##### Available data
//! Background thread that ticks the simulation at a fixed interval.

use std::sync::atomic::{AtomicBool, Ordering};
use std::sync::{Arc, Mutex};
use std::thread::{self, JoinHandle};
use std::time::Duration;

use tracing::{info, warn};

use crate::world::{SimulationWorld, TickReport};

/// Drives a shared world from its own thread so a UI thread only has to
/// read. The external layer may still lock the world between ticks to
/// adjust configuration or issue a reset.
pub struct SimulationRunner {
    is_running: Arc<AtomicBool>,
    thread_handle: Option<JoinHandle<()>>,
}

impl SimulationRunner {
    pub fn new() -> Self {
        Self {
            is_running: Arc::new(AtomicBool::new(false)),
            thread_handle: None,
        }
    }

    /// Start ticking `world` every `interval_ms` milliseconds, passing each
    /// `TickReport` to `callback` (the observability layer's sampling hook).
    pub fn start<F>(&mut self, world: Arc<Mutex<SimulationWorld>>, interval_ms: u64, callback: F)
    where
        F: Fn(TickReport) + Send + 'static,
    {
        if self.is_running.load(Ordering::Relaxed) {
            warn!("simulation runner already running");
            return;
        }

        info!(interval_ms, "starting simulation runner");
        self.is_running.store(true, Ordering::Relaxed);
        let running = Arc::clone(&self.is_running);

        let handle = thread::spawn(move || {
            while running.load(Ordering::Relaxed) {
                let report = {
                    let mut w = world.lock().unwrap();
                    w.tick()
                };
                callback(report);
                thread::sleep(Duration::from_millis(interval_ms));
            }
            info!("simulation runner thread stopped");
        });

        self.thread_handle = Some(handle);
    }

    /// Stop ticking and wait for the thread to finish.
    pub fn stop(&mut self) {
        if !self.is_running.load(Ordering::Relaxed) {
            return;
        }

        info!("stopping simulation runner...");
        self.is_running.store(false, Ordering::Relaxed);

        if let Some(handle) = self.thread_handle.take() {
            let _ = handle.join(); // thread panic result intentionally ignored during shutdown
        }
    }

    pub fn is_running(&self) -> bool {
        self.is_running.load(Ordering::Relaxed)
    }
}

impl Default for SimulationRunner {
    fn default() -> Self {
        Self::new()
    }
}

impl Drop for SimulationRunner {
    fn drop(&mut self) {
        self.stop();
    }
}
##########
Task description
Return only those lines of the records that contain the string "JoinHandle".

Task output
use std::thread::{self, JoinHandle};
    thread_handle: Option<JoinHandle<()>>,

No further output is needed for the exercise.